-- What you need to do --
Please copy each line below that contains the string "AppSettings".

-- Dataset extract --
// Store error type
//
// The store has exactly one failure kind: the addressed entity does not exist.
// The two variants only differ in what the message names.

use thiserror::Error;

use crate::entities::{PersonId, SkillId};

#[derive(Debug, Clone, PartialEq, Eq, Error)]
pub enum StoreError {
    #[error("person {0} not found")]
    PersonNotFound(PersonId),

    #[error("skill {skill_id} not found for person {person_id}")]
    SkillNotFound { person_id: PersonId, skill_id: SkillId },
}

impl StoreError {
    /// Every store error is a "not found"
    pub fn is_not_found(&self) -> bool {
        matches!(
            self,
            StoreError::PersonNotFound(_) | StoreError::SkillNotFound { .. }
        )
    }
}

pub type StoreResult<T> = std::result::Result<T, StoreError>;
// API error mapping
//
// The only failure a caller can see is "not found": 404 with an empty body.

use axum::http::StatusCode;
use axum::response::{IntoResponse, Response};

use crate::error::StoreError;

#[derive(Debug)]
pub enum ApiError {
    NotFound(StoreError),
}

impl From<StoreError> for ApiError {
    fn from(e: StoreError) -> Self {
        ApiError::NotFound(e)
    }
}

impl IntoResponse for ApiError {
    fn into_response(self) -> Response {
        match self {
            ApiError::NotFound(e) => {
                tracing::debug!(error = %e, "responding 404");
                StatusCode::NOT_FOUND.into_response()
            }
        }
    }
}
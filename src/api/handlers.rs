// HTTP handlers - one store call per request
//
// Success bodies: reads return the entity,
// creates return the JSON string "CREATED", updates/deletes return "OK".
// All of them use status 200.

use axum::{
    extract::{Path, State},
    response::Json,
};
use serde::Serialize;

use super::error::ApiError;
use super::AppState;
use crate::entities::{Person, PersonId, Skill, SkillId};
use crate::error::StoreError;

/// Status payload returned by mutating endpoints
#[derive(Debug, Clone, Copy, PartialEq, Eq, Serialize)]
#[serde(rename_all = "SCREAMING_SNAKE_CASE")]
pub enum Outcome {
    Created,
    Ok,
}

// ============================================================================
// Reads
// ============================================================================

/// GET / - Liveness text
pub async fn home() -> &'static str {
    "Home"
}

/// GET /getAll - All people with their skills
pub async fn get_all(State(state): State<AppState>) -> Json<Vec<Person>> {
    Json(state.store.list_people())
}

/// GET /person/:person_id
pub async fn get_person(
    State(state): State<AppState>,
    Path(person_id): Path<PersonId>,
) -> Result<Json<Person>, ApiError> {
    state
        .store
        .get_person(person_id)
        .map(Json)
        .ok_or(ApiError::NotFound(StoreError::PersonNotFound(person_id)))
}

/// GET /skill/:person_id/:skill_id
pub async fn get_skill(
    State(state): State<AppState>,
    Path((person_id, skill_id)): Path<(PersonId, SkillId)>,
) -> Result<Json<Skill>, ApiError> {
    state
        .store
        .get_skill(person_id, skill_id)
        .map(Json)
        .ok_or(ApiError::NotFound(StoreError::SkillNotFound { person_id, skill_id }))
}

// ============================================================================
// Writes
// ============================================================================

/// POST /person - Register a new person
pub async fn add_person(
    State(state): State<AppState>,
    Json(new_person): Json<Person>,
) -> Json<Outcome> {
    state.store.add_person(new_person);
    Json(Outcome::Created)
}

/// POST /skill/:person_id - Add a skill to a person
pub async fn add_skill(
    State(state): State<AppState>,
    Path(person_id): Path<PersonId>,
    Json(new_skill): Json<Skill>,
) -> Result<Json<Outcome>, ApiError> {
    state.store.add_skill(person_id, new_skill)?;
    Ok(Json(Outcome::Created))
}

/// PUT /person - Replace a person's name and skills
pub async fn update_person(
    State(state): State<AppState>,
    Json(person): Json<Person>,
) -> Result<Json<Outcome>, ApiError> {
    state.store.update_person(person)?;
    Ok(Json(Outcome::Ok))
}

/// PUT /skill/:person_id - Edit one skill, returns the rebuilt person
pub async fn update_skill(
    State(state): State<AppState>,
    Path(person_id): Path<PersonId>,
    Json(skill): Json<Skill>,
) -> Result<Json<Person>, ApiError> {
    let person = state.store.update_skill(person_id, skill)?;
    Ok(Json(person))
}

/// DELETE /person/:person_id
pub async fn delete_person(
    State(state): State<AppState>,
    Path(person_id): Path<PersonId>,
) -> Result<Json<Outcome>, ApiError> {
    state.store.remove_person(person_id)?;
    Ok(Json(Outcome::Ok))
}

/// DELETE /skill/:person_id/:skill_id
pub async fn delete_skill(
    State(state): State<AppState>,
    Path((person_id, skill_id)): Path<(PersonId, SkillId)>,
) -> Result<Json<Outcome>, ApiError> {
    state.store.remove_skill(person_id, skill_id)?;
    Ok(Json(Outcome::Ok))
}
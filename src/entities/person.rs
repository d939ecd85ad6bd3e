// Person Entity - owns an ordered list of skills
//
// Every change produces a rebuilt Person value; the store swaps it in place of
// the old one. Identity (id) survives every rebuild.

use serde::{Deserialize, Serialize};

use super::skill::{Skill, SkillId};

/// Store-assigned person identifier
pub type PersonId = i64;

#[derive(Debug, Clone, PartialEq, Eq, Serialize, Deserialize)]
pub struct Person {
    /// Ignored on creation, the store assigns it
    #[serde(default)]
    pub id: PersonId,

    pub name: String,

    /// Insertion order is preserved
    #[serde(default)]
    pub skills: Vec<Skill>,
}

impl Person {
    /// Create an unsaved person with no skills
    pub fn new(name: impl Into<String>) -> Self {
        Person {
            id: 0,
            name: name.into(),
            skills: Vec::new(),
        }
    }

    /// Builder: append a skill
    pub fn with_skill(mut self, skill: Skill) -> Self {
        self.skills.push(skill);
        self
    }

    /// Rebuild under another identifier
    pub fn with_id(&self, id: PersonId) -> Person {
        Person { id, ..self.clone() }
    }

    /// Rebuild with a replacement skill list, keeping id and name
    pub fn with_skills(&self, skills: Vec<Skill>) -> Person {
        Person {
            id: self.id,
            name: self.name.clone(),
            skills,
        }
    }

    pub fn find_skill(&self, skill_id: SkillId) -> Option<&Skill> {
        self.skills.iter().find(|s| s.id == skill_id)
    }

    pub fn has_skill(&self, skill_id: SkillId) -> bool {
        self.find_skill(skill_id).is_some()
    }
}
//! Entity records shared by every engine component.
//!
//! These are plain value types: identity plus fields. Mutation rules live in
//! the engines (`streak`, `inventory`, `wager`) and the economy facade.

mod habit;
mod inventory;
mod settings;
mod shop;
mod wager;
mod wallet;

pub use habit::{Habit, HabitEntry, DEFAULT_BRIGHTNESS};
pub use inventory::{
    Consumable, InventoryCounts, InventoryState, MultiplierTier, MultiplierWindow, BASE_HABIT_SLOTS,
};
pub use settings::{AppSettings, DEFAULT_THEME};
pub use shop::{
    Badge, Catalog, Cosmetic, FlameColor, PurchasedItem, ShopItem, ShopItemKind, BADGES,
    DEFAULT_FLAME_COLOR, FLAME_COLORS, THEMES,
};
pub use wager::{Wager, WagerStatus};
pub use wallet::CurrencyWallet;
use chrono::{DateTime, NaiveDate, Utc};
use serde::{Deserialize, Serialize};
use uuid::Uuid;

/// Brightness of a freshly lit habit.
pub const DEFAULT_BRIGHTNESS: f64 = 1.0;

fn default_brightness() -> f64 {
    DEFAULT_BRIGHTNESS
}

/// A tracked habit ("flame").
#[derive(Debug, Clone, PartialEq, Serialize, Deserialize)]
pub struct Habit {
    pub id: Uuid,
    pub name: String,
    pub icon: String,
    pub created_at: DateTime<Utc>,
    /// Soft-deleted. Extinguished habits keep their history but take no check-ins.
    #[serde(default)]
    pub is_extinguished: bool,
    #[serde(default)]
    pub last_check_in_date: Option<NaiveDate>,
    #[serde(default)]
    pub current_streak: u32,
    /// Always `>= current_streak`.
    #[serde(default)]
    pub best_streak: u32,
    /// Health signal in `[0.2, 1.0]`.
    #[serde(default = "default_brightness")]
    pub brightness: f64,
    #[serde(default)]
    pub flame_color_id: Option<String>,
}

impl Habit {
    pub fn new(name: impl Into<String>, icon: impl Into<String>, created_at: DateTime<Utc>) -> Self {
        Self {
            id: Uuid::new_v4(),
            name: name.into(),
            icon: icon.into(),
            created_at,
            is_extinguished: false,
            last_check_in_date: None,
            current_streak: 0,
            best_streak: 0,
            brightness: DEFAULT_BRIGHTNESS,
            flame_color_id: None,
        }
    }

    pub fn is_active(&self) -> bool {
        !self.is_extinguished
    }

    /// Whether the last completion landed on `day`.
    pub fn completed_on(&self, day: NaiveDate) -> bool {
        self.last_check_in_date == Some(day)
    }
}

/// One day's record for one habit. At most one exists per `(habit_id, date)`.
#[derive(Debug, Clone, PartialEq, Serialize, Deserialize)]
pub struct HabitEntry {
    pub id: Uuid,
    pub habit_id: Uuid,
    pub date: NaiveDate,
    pub did_complete: bool,
    #[serde(default)]
    pub value: Option<f64>,
    #[serde(default)]
    pub note: Option<String>,
    /// Set once the day's completion has been paid. Survives a later miss so
    /// completing the day again pays nothing.
    #[serde(default)]
    pub rewarded: bool,
}

impl HabitEntry {
    pub fn new(habit_id: Uuid, date: NaiveDate, did_complete: bool) -> Self {
        Self {
            id: Uuid::new_v4(),
            habit_id,
            date,
            did_complete,
            value: None,
            note: None,
            rewarded: false,
        }
    }

    /// Whether completing this day would pay nothing.
    pub fn is_paid(&self) -> bool {
        self.did_complete || self.rewarded
    }
}
//! In-memory session state.
//!
//! The cache is the single source of truth hosts read from. Only the
//! [`Economy`](crate::economy::Economy) mutates it; everything outside the
//! crate gets shared references.

use chrono::NaiveDate;
use serde::{Deserialize, Serialize};
use std::collections::btree_map::Entry;
use std::collections::{BTreeMap, HashSet};
use uuid::Uuid;

use crate::model::{AppSettings, CurrencyWallet, Habit, HabitEntry, InventoryState, Wager};

/// Everything a full load produces, in the shape the cache stores it.
#[derive(Debug, Clone, Default, PartialEq, Serialize, Deserialize)]
pub struct CacheSnapshot {
    pub habits: Vec<Habit>,
    pub entries: Vec<HabitEntry>,
    pub wallet: CurrencyWallet,
    pub settings: AppSettings,
    pub inventory: InventoryState,
    pub wagers: Vec<Wager>,
}

#[derive(Debug, Clone, Default)]
pub struct LocalCache {
    pub(crate) habits: Vec<Habit>,
    /// At most one entry per habit and day.
    pub(crate) entries: BTreeMap<(Uuid, NaiveDate), HabitEntry>,
    pub(crate) wallet: CurrencyWallet,
    pub(crate) settings: AppSettings,
    pub(crate) inventory: InventoryState,
    /// Newest start date first.
    pub(crate) wagers: Vec<Wager>,
    pub(crate) loaded: bool,
}

impl LocalCache {
    pub fn new(inventory: InventoryState) -> Self {
        Self {
            inventory,
            ..Default::default()
        }
    }

    pub fn is_loaded(&self) -> bool {
        self.loaded
    }

    pub fn habits(&self) -> &[Habit] {
        &self.habits
    }

    /// Habits that have not been extinguished.
    pub fn active_habits(&self) -> impl Iterator<Item = &Habit> {
        self.habits.iter().filter(|habit| habit.is_active())
    }

    pub fn active_habit_ids(&self) -> HashSet<Uuid> {
        self.active_habits().map(|habit| habit.id).collect()
    }

    pub fn habit(&self, id: Uuid) -> Option<&Habit> {
        self.habits.iter().find(|habit| habit.id == id)
    }

    pub(crate) fn habit_mut(&mut self, id: Uuid) -> Option<&mut Habit> {
        self.habits.iter_mut().find(|habit| habit.id == id)
    }

    /// All entries, grouped by habit then ordered by day.
    pub fn entries(&self) -> impl Iterator<Item = &HabitEntry> {
        self.entries.values()
    }

    pub fn entry(&self, habit_id: Uuid, day: NaiveDate) -> Option<&HabitEntry> {
        self.entries.get(&(habit_id, day))
    }

    /// Entries for one habit, oldest first.
    pub fn entries_for(&self, habit_id: Uuid) -> impl Iterator<Item = &HabitEntry> {
        self.entries
            .range((habit_id, NaiveDate::MIN)..=(habit_id, NaiveDate::MAX))
            .map(|(_, entry)| entry)
    }

    pub fn wallet(&self) -> &CurrencyWallet {
        &self.wallet
    }

    pub fn settings(&self) -> &AppSettings {
        &self.settings
    }

    pub fn inventory(&self) -> &InventoryState {
        &self.inventory
    }

    pub fn wagers(&self) -> &[Wager] {
        &self.wagers
    }

    pub fn active_wagers(&self) -> impl Iterator<Item = &Wager> {
        self.wagers.iter().filter(|wager| wager.is_active)
    }

    /// Insert `entry`, or overwrite the existing entry for its habit and day
    /// while keeping that entry's id. Returns the stored entry.
    pub(crate) fn upsert_entry(&mut self, mut entry: HabitEntry) -> &HabitEntry {
        match self.entries.entry((entry.habit_id, entry.date)) {
            Entry::Occupied(mut slot) => {
                entry.id = slot.get().id;
                slot.insert(entry);
                slot.into_mut()
            }
            Entry::Vacant(slot) => slot.insert(entry),
        }
    }

    /// Remove a habit and every entry that belongs to it.
    pub(crate) fn remove_habit(&mut self, id: Uuid) -> Option<(Habit, Vec<HabitEntry>)> {
        let index = self.habits.iter().position(|habit| habit.id == id)?;
        let habit = self.habits.remove(index);
        let keys: Vec<(Uuid, NaiveDate)> = self.entries_for(id).map(|entry| (entry.habit_id, entry.date)).collect();
        let entries = keys.iter().filter_map(|key| self.entries.remove(key)).collect();
        Some((habit, entries))
    }

    pub(crate) fn insert_wager(&mut self, wager: Wager) {
        let at = self
            .wagers
            .iter()
            .position(|existing| existing.start_date <= wager.start_date)
            .unwrap_or(self.wagers.len());
        self.wagers.insert(at, wager);
    }

    /// Replace all state with `snapshot` and mark the cache loaded.
    pub(crate) fn apply(&mut self, snapshot: CacheSnapshot) {
        self.habits = snapshot.habits;
        self.entries = snapshot
            .entries
            .into_iter()
            .map(|entry| ((entry.habit_id, entry.date), entry))
            .collect();
        self.wallet = snapshot.wallet;
        self.settings = snapshot.settings;
        self.inventory = snapshot.inventory;
        self.wagers = snapshot.wagers;
        self.wagers.sort_by(|a, b| b.start_date.cmp(&a.start_date));
        self.loaded = true;
    }

    /// Drop all session state. `inventory` is the fresh inventory to start from.
    pub(crate) fn clear(&mut self, inventory: InventoryState) {
        *self = Self::new(inventory);
    }

    pub fn snapshot(&self) -> CacheSnapshot {
        CacheSnapshot {
            habits: self.habits.clone(),
            entries: self.entries.values().cloned().collect(),
            wallet: self.wallet,
            settings: self.settings.clone(),
            inventory: self.inventory.clone(),
            wagers: self.wagers.clone(),
        }
    }
}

-- Worked solution --
pub use settings::{AppSettings, DEFAULT_THEME};
use crate::model::{AppSettings, CurrencyWallet, Habit, HabitEntry, InventoryState, Wager};
    pub settings: AppSettings,
    pub(crate) settings: AppSettings,
    pub fn settings(&self) -> &AppSettings {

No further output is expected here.